Opinions of Thursday, 15 October 2015

Columnist: Okoampa-Ahoofe, Kwame

Decentralization does not favor “Constitutional” dictators

He was in Parliament for quite a while, so it is not clear to me why it has taken this long for Dr. Papa Kwesi Nduom to appreciate the fact of functional administrative decentralization as the best means of speeding up Ghana’s sociocultural, economic and political development (See “Give Assemblies Authority to Take Decisions – Nduom” Graphic.com.gh / Ghanaweb.com 9/6/15).

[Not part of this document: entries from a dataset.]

//! Domain layer for the userdeck plugin.
//!
//! Core types independent of Zellij APIs: the directory record, the view
//! parameters that drive the table, and the error taxonomy.
//!
//! # Organization
//!
//! - [`error`]: Error types and result aliases
//! - [`params`]: Search/sort/page parameters
//! - [`user`]: Directory record model

pub mod error;
pub mod params;
pub mod user;

pub use error::{
    FetchError, ParamError, Result, UserDeckError, FETCH_FAILED_MESSAGE, NETWORK_DENIED_MESSAGE,
};
pub use params::{SortDirection, SortKey, ViewParameters};
pub use user::UserRecord;
//! Remote directory access.
//!
//! - `client`: endpoint, request construction and response decoding
//! - `request`: request envelope with id and trace context propagation

pub mod client;
pub mod request;

pub use client::{DirectoryClient, DirectorySnapshot, DEFAULT_ENDPOINT};
pub use request::{request_id_from_context, FetchRequest, TraceContext};
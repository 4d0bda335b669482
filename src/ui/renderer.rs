//! Top-level rendering coordinator.
//!
//! Computes the view model from the store and hands it to the component
//! layout. Output goes to stdout as ANSI-styled text; Zellij captures it as
//! the pane contents.

use crate::app::AppState;
use crate::ui::components;

/// Renders the plugin UI to stdout.
///
/// Does not clear the screen; Zellij hands the plugin a fresh frame for each
/// render call.
pub fn render(state: &AppState, rows: usize, cols: usize) {
    let viewmodel = state.compute_viewmodel(rows, cols);
    components::render_screen(&viewmodel, &state.theme, cols, rows);
}
//! Tracing initialization and subscriber setup.

use super::exporter;
use crate::Config;
use opentelemetry::trace::TracerProvider as _;
use opentelemetry_sdk::resource::Resource;
use tracing_opentelemetry::OpenTelemetryLayer;
use tracing_subscriber::{layer::SubscriberExt, util::SubscriberInitExt, EnvFilter};

/// Service and instrumentation scope name on every exported span.
pub const SERVICE_NAME: &str = "UserDeck";

/// Trace file name inside the plugin data directory.
pub const TRACE_FILE_NAME: &str = "userdeck-otlp.json";

/// Installs the global subscriber: `EnvFilter` from `config.trace_level`,
/// bridged into OpenTelemetry and written to the rotating trace file.
///
/// Traces land in `~/.local/share/zellij/userdeck/userdeck-otlp.json` on the
/// host. Observability is optional: if the data directory cannot be created
/// the plugin runs without a subscriber. Calling this twice is harmless, only
/// the first subscriber is installed.
pub fn init_tracing(config: &Config) {
    let data_dir = crate::infrastructure::paths::get_data_dir();
    if std::fs::create_dir_all(&data_dir).is_err() {
        return;
    }

    let resource = Resource::new(vec![opentelemetry::KeyValue::new(
        "service.name",
        SERVICE_NAME,
    )]);

    let provider =
        exporter::create_tracer_provider(data_dir.join(TRACE_FILE_NAME), resource, SERVICE_NAME);
    let tracer = provider.tracer(SERVICE_NAME);

    let filter = EnvFilter::try_new(&config.trace_level).unwrap_or_else(|_| EnvFilter::new("info"));

    let _ = tracing_subscriber::registry()
        .with(filter)
        .with(OpenTelemetryLayer::new(tracer))
        .try_init();
}
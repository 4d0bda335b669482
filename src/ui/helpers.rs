//! Shared rendering utilities and helpers.
//!
//! Low-level pieces used across components and by view model computation:
//! cursor positioning, match highlighting, width-aware truncation and the
//! generic flattening of passthrough JSON payloads for the detail popup.
//!
//! All indices handled here are character indices, not byte indices.

use crate::ui::theme::{Rgb, Theme};
use serde_json::Value;

/// Positions the cursor at a specific row and column (both 1-indexed).
pub fn position_cursor(row: usize, col: usize) {
    print!("\u{1b}[{row};{col}H");
}

/// Renders text with highlighted character ranges.
///
/// Highlighted sections use the match colours; afterwards `base_fg` (and
/// `base_bg`, if any) are restored so the rest of the row keeps its styling.
/// Ranges reaching past the end of `text` are clipped.
pub fn render_highlighted_text(
    text: &str,
    ranges: &[(usize, usize)],
    theme: &Theme,
    base_fg: Rgb,
    base_bg: Option<Rgb>,
) {
    if ranges.is_empty() {
        print!("{text}");
        return;
    }

    let chars: Vec<char> = text.chars().collect();
    let mut current_pos = 0;

    for &(start, end) in ranges {
        let start = start.min(chars.len());
        let end = end.min(chars.len());
        if start < current_pos || start >= end {
            continue;
        }

        let normal_section: String = chars[current_pos..start].iter().collect();
        print!("{normal_section}");

        print!("{}", theme.colors.match_highlight_fg.fg());
        print!("{}", theme.colors.match_highlight_bg.bg());
        let highlighted_section: String = chars[start..end].iter().collect();
        print!("{highlighted_section}");
        print!("{}", Theme::reset());

        print!("{}", base_fg.fg());
        if let Some(bg) = base_bg {
            print!("{}", bg.bg());
        }

        current_pos = end;
    }

    if current_pos < chars.len() {
        let remaining: String = chars[current_pos..].iter().collect();
        print!("{remaining}");
    }
}

/// Finds the non-overlapping, case-insensitive occurrences of `needle` in
/// `text`, as `(start, end)` character ranges.
///
/// An empty needle matches nothing.
#[must_use]
pub fn substring_ranges(text: &str, needle: &str) -> Vec<(usize, usize)> {
    let needle = needle.to_lowercase();
    if needle.is_empty() {
        return vec![];
    }

    let folded: Vec<String> = text.chars().map(|c| c.to_lowercase().collect()).collect();
    let mut ranges = Vec::new();
    let mut start = 0;

    while start < folded.len() {
        let mut candidate = String::new();
        let mut end = start;
        while end < folded.len() && candidate.len() < needle.len() {
            candidate.push_str(&folded[end]);
            end += 1;
        }

        if candidate == needle {
            ranges.push((start, end));
            start = end;
        } else {
            start += 1;
        }
    }

    ranges
}

/// Shortens `text` to at most `width` characters, ending in `...` when cut.
#[must_use]
pub fn truncate(text: &str, width: usize) -> String {
    let count = text.chars().count();
    if count <= width {
        return text.to_string();
    }
    if width <= 3 {
        return text.chars().take(width).collect();
    }

    let kept: String = text.chars().take(width - 3).collect();
    format!("{kept}...")
}

/// Flattens an arbitrary JSON payload into `(dotted.path, value)` lines.
///
/// Objects contribute their keys in sorted order, arrays their indices.
/// Strings are shown without quotes and `null` leaves are skipped.
pub fn flatten_json(prefix: &str, value: &Value, out: &mut Vec<(String, String)>) {
    match value {
        Value::Object(map) => {
            for (key, nested) in map {
                flatten_json(&join_path(prefix, key), nested, out);
            }
        }
        Value::Array(items) => {
            for (index, nested) in items.iter().enumerate() {
                flatten_json(&join_path(prefix, &index.to_string()), nested, out);
            }
        }
        Value::Null => {}
        Value::String(s) => out.push((prefix.to_string(), s.clone())),
        other => out.push((prefix.to_string(), other.to_string())),
    }
}

fn join_path(prefix: &str, key: &str) -> String {
    if prefix.is_empty() {
        key.to_string()
    } else {
        format!("{prefix}.{key}")
    }
}
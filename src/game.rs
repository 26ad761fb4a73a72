//! Game layer for Conquest.
//!
//! Implements the rules on top of a plain territory list:
//! - Territories with bounded name and faction labels
//! - Map with 1-based lookup and per-faction aggregates
//! - Dice-based combat with conquest and troop transfer
//! - Missions checked after every round
//! - Sessions tying a map, a player and a mission together

mod combat;
mod dice;
mod invariants;
mod map;
mod mission;
mod session;
mod territory;

pub use combat::{
    conquest_transfer, process_attack, resolve_attack, AttackOutcome, RoundWinner, TroopChange,
};
pub use dice::{time_seed, Dice, GameRng, ScriptedDice, D6};
pub use invariants::{assert_invariants, check_invariants, InvariantViolation};
pub use map::{Map, TerritoryRow};
pub use mission::{Mission, BLUE, BLUE_TARGET, GREEN, HOLD_TARGET, TROOP_TARGET};
pub use session::{
    GameConfig, GameStatus, Session, TurnReport, DEFAULT_MIN_TERRITORIES, MAX_TERRITORIES,
    STRICT_MIN_TERRITORIES,
};
pub use territory::{bounded_label, truncate_chars, Territory, NAME_MAX_CHARS, OWNER_MAX_CHARS};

I can understand National Democratic Congress apparatchiks like Prof. Kwamena Ahwoi vehemently attempting to resist the salutary political change likely to be engendered by decentralization, because this former Rawlings bootlicker is stuck in the faux-socialist intellectual rut that dictated the apocalyptic policies of the erstwhile Provisional National Defense Council (PNDC) and continues to pretty much motivate the Mahama-led government of the National Democratic Congress.

You see, democratic decentralization is an idea whose time for practical institutionalization, or implementation, has long come and gone. Indeed, it was partly his fierce battle for the implementation of this civilized and enlightened mode of post-modern governance that caused Dr. J. B. Danquah to lose his life on the Condemned Cell Block of the Nsawam Medium-Security Prison on February 4, 1965. This is really the date that ought to be celebrated as Freedom Day in Ghana.

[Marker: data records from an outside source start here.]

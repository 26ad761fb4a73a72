//! Property-based tests for combat and missions.
//!
//! These tests verify troop invariants of a single round and the read-only
//! nature of mission checks.
//! Run with: cargo test --release prop_combat

#![allow(missing_docs)]
#![allow(clippy::unwrap_used)]

use proptest::prelude::*;

use conquest::game::{conquest_transfer, RoundWinner};
use conquest::{process_attack, resolve_attack, Map, Mission, ScriptedDice, Territory};

/// Build a map from `(owner index, troops)` pairs with fixed faction names.
fn build_map(cells: &[(usize, u32)]) -> Map {
    const FACTIONS: [&str; 4] = ["Red", "Blue", "Green", "Yellow"];
    let territories = cells
        .iter()
        .enumerate()
        .map(|(i, &(owner, troops))| {
            Territory::new(&format!("T{}", i + 1), FACTIONS[owner % FACTIONS.len()], troops)
        })
        .collect();
    Map::from_territories(territories, 2).unwrap()
}

proptest! {
    #![proptest_config(ProptestConfig::with_cases(2000))]

    /// A round never leaves a territory empty and follows the transfer rule.
    #[test]
    fn prop_round_troop_accounting(
        att in 0u32..10_000,
        def in 0u32..10_000,
        attack_roll in 1u8..=6,
        defense_roll in 1u8..=6
    ) {
        let mut attacker = Territory::new("A", "Red", att);
        let mut defender = Territory::new("D", "Blue", def);
        let mut dice = ScriptedDice::new([attack_roll, defense_roll]);

        let result = resolve_attack(&mut attacker, &mut defender, &mut dice);

        if att <= 1 {
            prop_assert!(result.is_err());
            prop_assert_eq!(attacker.troops(), att);
            prop_assert_eq!(defender.troops(), def);
            return Ok(());
        }

        let outcome = result.unwrap();
        prop_assert!(attacker.troops() >= 1, "attacker must keep a troop at home");

        if attack_roll > defense_roll {
            prop_assert_eq!(outcome.winner, RoundWinner::Attacker);
            if def <= 1 {
                prop_assert!(outcome.conquered);
                prop_assert_eq!(defender.owner(), "Red");
                prop_assert_eq!(defender.troops(), conquest_transfer(att));
                prop_assert_eq!(attacker.troops() + defender.troops(), att);
            } else {
                prop_assert!(!outcome.conquered);
                prop_assert_eq!(defender.troops(), def - 1);
                prop_assert_eq!(attacker.troops(), att);
            }
        } else {
            prop_assert_eq!(outcome.winner, RoundWinner::Defender);
            prop_assert_eq!(attacker.troops(), att - 1);
            prop_assert_eq!(defender.troops(), def);
            prop_assert_eq!(defender.owner(), "Blue");
        }
    }

    /// Attacks through the map touch only the two chosen territories.
    #[test]
    fn prop_attack_touches_only_pair(
        cells in prop::collection::vec((0usize..4, 0u32..50), 2..10),
        attacker_pos in 1usize..10,
        defender_pos in 1usize..10,
        faces in prop::collection::vec(1u8..=6, 2)
    ) {
        let mut map = build_map(&cells);
        let before = map.clone();
        let mut dice = ScriptedDice::new(faces);

        let result = process_attack(&mut map, attacker_pos, defender_pos, &mut dice);

        if result.is_err() {
            prop_assert_eq!(&map, &before);
        }
        for (position, territory) in map.iter() {
            if position != attacker_pos && position != defender_pos {
                prop_assert_eq!(territory, before.get(position).unwrap());
            }
        }
        if let Ok(outcome) = result {
            if outcome.conquered {
                prop_assert!(map.get(defender_pos).unwrap().troops() >= 1);
            }
        }
    }

    /// Evaluating a mission never changes the answer or the map.
    #[test]
    fn prop_mission_check_is_idempotent(
        cells in prop::collection::vec((0usize..4, 0u32..50), 2..12),
        kind in 1u8..=5,
        player in 0usize..4
    ) {
        let map = build_map(&cells);
        let snapshot = map.clone();
        let mission = Mission::from_kind(kind).unwrap();
        let player = ["Red", "Blue", "Green", "Yellow"][player];

        let first = mission.evaluate(&map, player);
        let second = mission.evaluate(&map, player);

        prop_assert_eq!(first, second);
        prop_assert_eq!(&map, &snapshot);
    }

    /// The Blue-control mission is never credited to a non-Blue player.
    #[test]
    fn prop_control_blue_needs_blue_player(
        cells in prop::collection::vec((0usize..4, 0u32..50), 2..12),
        player in prop::sample::select(vec!["Red", "Green", "Yellow", "blue"])
    ) {
        let map = build_map(&cells);
        prop_assert!(!Mission::ControlBlue.evaluate(&map, player));
    }
}
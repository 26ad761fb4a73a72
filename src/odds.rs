//! Monte Carlo estimate of how often an attack ends in conquest.
//!
//! Each trial keeps attacking with fresh seeded dice until the defender falls
//! or the attacker is down to its last troop. Trials are independent, so they
//! run in parallel with a fold/reduce over per-thread tallies.

// Rates and means are intentional integer-to-float conversions
#![allow(clippy::cast_precision_loss)]

use rayon::prelude::*;
use serde::Serialize;

use crate::game::{resolve_attack, Dice, GameRng, Territory};

/// Outcome of one repeated attack.
#[derive(Debug, Clone, Copy, PartialEq, Eq)]
pub struct SiegeResult {
    /// Whether the defender fell.
    pub conquered: bool,
    /// Rounds fought.
    pub rounds: u64,
    /// Troops left in the attacking territory.
    pub attacker_left: u32,
}

/// Attack round after round until conquest or the attacker must stop.
pub fn simulate_siege<D: Dice + ?Sized>(
    attacker_troops: u32,
    defender_troops: u32,
    dice: &mut D,
) -> SiegeResult {
    let mut attacker = Territory::new("Attacker", "Attacker", attacker_troops);
    let mut defender = Territory::new("Defender", "Defender", defender_troops);
    let mut rounds: u64 = 0;

    while let Ok(outcome) = resolve_attack(&mut attacker, &mut defender, dice) {
        rounds += 1;
        if outcome.conquered {
            return SiegeResult {
                conquered: true,
                rounds,
                attacker_left: attacker.troops(),
            };
        }
    }

    SiegeResult {
        conquered: false,
        rounds,
        attacker_left: attacker.troops(),
    }
}

/// Aggregated trial statistics.
#[derive(Debug, Clone, Copy, Default, PartialEq, Eq, Serialize)]
pub struct OddsReport {
    /// Trials run.
    pub trials: u64,
    /// Trials ending in conquest.
    pub conquests: u64,
    /// Rounds fought across all trials.
    pub total_rounds: u64,
    /// Attacker troops left across all trials.
    pub total_attacker_left: u64,
}

impl OddsReport {
    /// Add one trial.
    pub fn add(&mut self, result: &SiegeResult) {
        self.trials += 1;
        self.conquests += u64::from(result.conquered);
        self.total_rounds += result.rounds;
        self.total_attacker_left += u64::from(result.attacker_left);
    }

    /// Merge another tally into this one.
    pub fn merge(&mut self, other: &OddsReport) {
        self.trials += other.trials;
        self.conquests += other.conquests;
        self.total_rounds += other.total_rounds;
        self.total_attacker_left += other.total_attacker_left;
    }

    /// Fraction of trials ending in conquest (0.0-1.0).
    #[must_use]
    pub fn conquest_rate(&self) -> f64 {
        if self.trials == 0 {
            return 0.0;
        }
        self.conquests as f64 / self.trials as f64
    }

    /// Mean rounds per trial.
    #[must_use]
    pub fn mean_rounds(&self) -> f64 {
        if self.trials == 0 {
            return 0.0;
        }
        self.total_rounds as f64 / self.trials as f64
    }

    /// Mean attacker troops left per trial.
    #[must_use]
    pub fn mean_attacker_left(&self) -> f64 {
        if self.trials == 0 {
            return 0.0;
        }
        self.total_attacker_left as f64 / self.trials as f64
    }
}

/// Run `trials` independent sieges in parallel.
///
/// Trial `i` uses dice seeded with `seed + i`, so a report is reproducible
/// regardless of thread count.
#[must_use]
pub fn estimate_odds(
    attacker_troops: u32,
    defender_troops: u32,
    trials: u64,
    seed: u64,
) -> OddsReport {
    let report = (0..trials)
        .into_par_iter()
        .fold(OddsReport::default, |mut local, i| {
            let mut dice = GameRng::new(seed.wrapping_add(i));
            local.add(&simulate_siege(attacker_troops, defender_troops, &mut dice));
            local
        })
        .reduce(OddsReport::default, |mut a, b| {
            a.merge(&b);
            a
        });

    log::debug!(
        "{attacker_troops} vs {defender_troops}: {}/{} conquests",
        report.conquests,
        report.trials
    );
    report
}
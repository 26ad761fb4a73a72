//! Map invariants - sanity checks that detect bugs.
//!
//! These should never trigger once setup is done; a violation means the
//! combat code left the map in a state players must never see.

use crate::game::{Map, NAME_MAX_CHARS, OWNER_MAX_CHARS};

/// Invariant violation error.
#[derive(Debug, Clone)]
pub struct InvariantViolation {
    /// Description of the violated invariant.
    pub message: String,
}

impl std::fmt::Display for InvariantViolation {
    fn fmt(&self, f: &mut std::fmt::Formatter<'_>) -> std::fmt::Result {
        write!(f, "Invariant violation: {}", self.message)
    }
}

impl std::error::Error for InvariantViolation {}

/// Check the invariants that must hold between turns.
///
/// `garrisoned` lists 1-based positions that combat has touched; those must
/// hold at least one troop. Territories registered with zero troops and never
/// fought over are legal.
#[must_use]
pub fn check_invariants(map: &Map, garrisoned: &[usize]) -> Vec<InvariantViolation> {
    let mut violations = Vec::new();

    for (position, territory) in map.iter() {
        if territory.name().chars().count() > NAME_MAX_CHARS {
            violations.push(InvariantViolation {
                message: format!(
                    "Territory {position} name exceeds {NAME_MAX_CHARS} characters"
                ),
            });
        }
        if territory.owner().chars().count() > OWNER_MAX_CHARS {
            violations.push(InvariantViolation {
                message: format!(
                    "Territory {position} owner exceeds {OWNER_MAX_CHARS} characters"
                ),
            });
        }
    }

    for &position in garrisoned {
        match map.get(position) {
            Ok(territory) if territory.troops() == 0 => violations.push(InvariantViolation {
                message: format!("Territory {position} was left without troops after combat"),
            }),
            Ok(_) => {}
            Err(e) => violations.push(InvariantViolation {
                message: format!("Combat touched a position off the map: {e}"),
            }),
        }
    }

    violations
}

/// Assert all map invariants hold, panicking if any are violated.
///
/// Only active in debug builds. No-op in release builds.
///
/// # Panics
///
/// Panics with detailed message if any invariant is violated.
#[cfg(debug_assertions)]
pub fn assert_invariants(map: &Map, garrisoned: &[usize]) {
    let violations = check_invariants(map, garrisoned);
    if !violations.is_empty() {
        let messages: Vec<_> = violations.iter().map(|v| v.message.as_str()).collect();
        panic!("Map invariant violations:\n  - {}", messages.join("\n  - "));
    }
}

/// No-op in release builds.
#[cfg(not(debug_assertions))]
pub fn assert_invariants(_map: &Map, _garrisoned: &[usize]) {}

#[cfg(test)]
mod tests {
    use super::*;
    use crate::game::Territory;

    #[test]
    fn test_clean_map_has_no_violations() {
        let map = Map::from_territories(
            vec![Territory::new("Brasil", "Red", 3), Territory::new("Chile", "Blue", 0)],
            2,
        )
        .unwrap();
        assert!(check_invariants(&map, &[1]).is_empty());
    }

    #[test]
    fn test_empty_garrison_after_combat_is_flagged() {
        let map = Map::from_territories(
            vec![Territory::new("Brasil", "Red", 3), Territory::new("Chile", "Blue", 0)],
            2,
        )
        .unwrap();
        let violations = check_invariants(&map, &[1, 2]);
        assert_eq!(violations.len(), 1);
        assert!(violations[0].message.contains("Territory 2"));
    }

    #[test]
    fn test_bad_position_is_flagged() {
        let map = Map::new(2, 2).unwrap();
        assert_eq!(check_invariants(&map, &[3]).len(), 1);
    }
}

I was actually thinking about Founders’ Day; for nearly every one of the legendary Big Six, other than Justice Edward Akufo-Addo, later Ghana’s Ceremonial President under Prime Minister K. A. Busia, served time as a political prisoner under President Kwame Nkrumah. The latter, in a bid to wielding absolute control over the country, would expediently politicize and ethnicize the clarion call by the likes of Baafuor Akoto, the legendary spokesman for two Asantehenes – namely Otumfuo Osei Agyeman-Prempeh, II, and Otumfuo Opoku-Ware, II – for a federated Ghana.

You see, “decentralization” means that citizens begin to take ownership of the resources of their communities for their own logical benefit. Interestingly, Nkrumah would use the relative impoverishment of Northern Ghana to literally and mischievously stall the implementation of a decentralized system of governance, even as he massively and recklessly diverted the nation’s scarce resources to further his oversized and megalomaniacal Pan-Africanist ambitions.

It has taken this unduly long for the proprietor and presidential candidate of the Progressive People’s Party (PPP) to recognize the salutary significance of decentralization, because Dr. Nduom is a dyed-in-the-wool faux-socialist Nkrumacrat who, until his apparent ideological rebirth – assuming that this, in fact, is what it is – was a dogmatic believer in the unitary system of governance. This is the sort of untenably effete theory upon which the so-called National Development Planning Commission (NDPC) was established.

Even as the former Kufuor cabinet appointee and former rump-Convention People’s Party Presidential Candidate poignantly observed, the idea of having the President of Ghana appoint a third of the membership of our district and regional assemblies, smacks of the patently regressive and downright unenlightened. It is also inexcusably primitive and dictatorial. Indeed, it is far less progressive than the days when the major chiefs of the country were allowed to elect a handful of personal representatives to the Legislative Assembly under the British colonial regime.

Thus, what we have here parading as Fourth Republican Ghanaian democracy is even worse than what prevailed under Nkrumah’s one-party dictatorship, in which the father of Ghana’s current president, Mr. Emmanuel Adama Mahama, was deeply implicated. In a quite significant sense, one is apt to fault the Kufuor-led government of the New Patriotic Party (NPP), which had the Ghanaian people’s electoral mandate for some eight years, and yet did a diddly little to improve the country’s democratic culture.

The preceding is tragically ironic, in view of the enviable roll-call of the names of the democratically minded seminal statesmen and women who led the charge.